Seine Wette scheint aufzugehen. Neun Monate nach Chens Amtsantritt gibt es Zeichen der Besserung. Zwar fällt der Umsatz weiterhin. Im abgelaufenen ersten Quartal des Geschäftsjahres lag er bei 966 Millionen Dollar. Im Vorjahreszeitraum waren es noch knapp 3,1 Milliarden Dollar. Doch Chen hat die Verluste deutlich gesenkt, indem er vor allem Kosten gekappt hat. Etwa indem er die Handyproduktion an den chinesischen Fertiger Foxconn ausgelagert hat, aber auch durch kleinere Verkäufe wie jüngst eines deutschen Forschungszentrums in Bochum an Volkswagen.

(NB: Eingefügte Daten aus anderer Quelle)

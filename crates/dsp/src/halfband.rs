// Copyright 2025-2026 CEMAXECUTER LLC

//! Fixed-point halfband stages, one per unit of log2 rate change.
//!
//! Both directions use the same Q15 arm from `window::halfband_arm_q15`:
//! the decimating stage computes every other output of the symmetric
//! kernel, the interpolating stage zero-stuffs and splits the kernel into
//! its trivial center phase and the arm phase with a 2x gain to compensate
//! the stuffing loss. Histories are primed with zeros, so a stage always
//! produces exactly len/2 (or 2*len) samples for even-length input.

use crate::clamp16;

/// Rounding constant for the Q15 accumulator.
const ROUND: i32 = 0x4000;
/// Center tap, 0.5 in Q15.
const CENTER: i32 = 16384;

/// Two-to-one halfband decimator stage.
pub struct HalfbandDecim {
    arm: Vec<i16>,
    buf_i: Vec<i16>,
    buf_q: Vec<i16>,
}

impl HalfbandDecim {
    pub fn new(arm: Vec<i16>) -> Self {
        // one short of a full kernel, and phased so that even-length input
        // always yields exactly half as many samples
        let hist = 4 * arm.len() - 3;
        Self {
            arm,
            buf_i: vec![0; hist],
            buf_q: vec![0; hist],
        }
    }

    pub fn reset(&mut self) {
        let hist = 4 * self.arm.len() - 3;
        self.buf_i.clear();
        self.buf_q.clear();
        self.buf_i.resize(hist, 0);
        self.buf_q.resize(hist, 0);
    }

    /// Consume interleaved IQ samples, append the decimated stream to `out`.
    pub fn process(&mut self, input: &[i16], out: &mut Vec<i16>) {
        for pair in input.chunks_exact(2) {
            self.buf_i.push(pair[0]);
            self.buf_q.push(pair[1]);
        }

        let ntaps = 4 * self.arm.len() - 1;
        let center = 2 * self.arm.len() - 1;
        let mut s = 0;
        while s + ntaps <= self.buf_i.len() {
            let cpos = s + center;
            let mut acc_i = CENTER * self.buf_i[cpos] as i32 + ROUND;
            let mut acc_q = CENTER * self.buf_q[cpos] as i32 + ROUND;
            for (r, &c) in self.arm.iter().enumerate() {
                let d = 2 * r + 1;
                let c = c as i32;
                acc_i += c * (self.buf_i[cpos - d] as i32 + self.buf_i[cpos + d] as i32);
                acc_q += c * (self.buf_q[cpos - d] as i32 + self.buf_q[cpos + d] as i32);
            }
            out.push(clamp16(acc_i >> 15));
            out.push(clamp16(acc_q >> 15));
            s += 2;
        }
        self.buf_i.drain(..s);
        self.buf_q.drain(..s);
    }
}

/// One-to-two halfband interpolator stage.
pub struct HalfbandInterp {
    arm: Vec<i16>,
    buf_i: Vec<i16>,
    buf_q: Vec<i16>,
}

impl HalfbandInterp {
    pub fn new(arm: Vec<i16>) -> Self {
        let hist = 2 * arm.len() - 1;
        Self {
            arm,
            buf_i: vec![0; hist],
            buf_q: vec![0; hist],
        }
    }

    pub fn reset(&mut self) {
        let hist = 2 * self.arm.len() - 1;
        self.buf_i.clear();
        self.buf_q.clear();
        self.buf_i.resize(hist, 0);
        self.buf_q.resize(hist, 0);
    }

    /// Consume interleaved IQ samples, append the upsampled stream to `out`.
    pub fn process(&mut self, input: &[i16], out: &mut Vec<i16>) {
        for pair in input.chunks_exact(2) {
            self.buf_i.push(pair[0]);
            self.buf_q.push(pair[1]);
        }

        let l = self.arm.len();
        let win = 2 * l;
        let mut pos = win;
        while pos <= self.buf_i.len() {
            let mut acc_i = ROUND;
            let mut acc_q = ROUND;
            for (r, &c) in self.arm.iter().enumerate() {
                let a = pos - l + r;
                let b = pos - 1 - l - r;
                // 2x to make up the zero-stuffing gain loss
                let c = 2 * c as i32;
                acc_i += c * (self.buf_i[a] as i32 + self.buf_i[b] as i32);
                acc_q += c * (self.buf_q[a] as i32 + self.buf_q[b] as i32);
            }
            out.push(clamp16(acc_i >> 15));
            out.push(clamp16(acc_q >> 15));
            // center phase: 2 * 0.5 * x = the delayed sample itself
            out.push(self.buf_i[pos - l]);
            out.push(self.buf_q[pos - l]);
            pos += 1;
        }

        let keep = win - 1;
        let consumed = self.buf_i.len() - keep;
        self.buf_i.drain(..consumed);
        self.buf_q.drain(..consumed);
    }
}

Zugleich baut er das Produktangebot aus. So wird ab Herbst der Zugriff auf Amazons Appstore und dessen Android-Apps möglich sein. Damit gewinnt Chen einen der bekanntesten Online-Händler als Vertriebspartner. Nur wenige wissen, dass Android-Apps – wenn auch nicht alle und nicht immer stabil – auf modernen Blackberry-Handys funktionieren. Amazon liefert so Inhalte für die Unterhaltung, während sich die Kanadier wieder mehr auf die Bedürfnisse ihrer Kunden in Wirtschaft und öffentlicher Verwaltung konzentrieren können. Sie offerieren beispielsweise mit EZ Pass eine Software, um Firmenhandys egal mit welchem Betriebssystem zentral zu verwalten. Das Programm verkauft sich derzeit gut.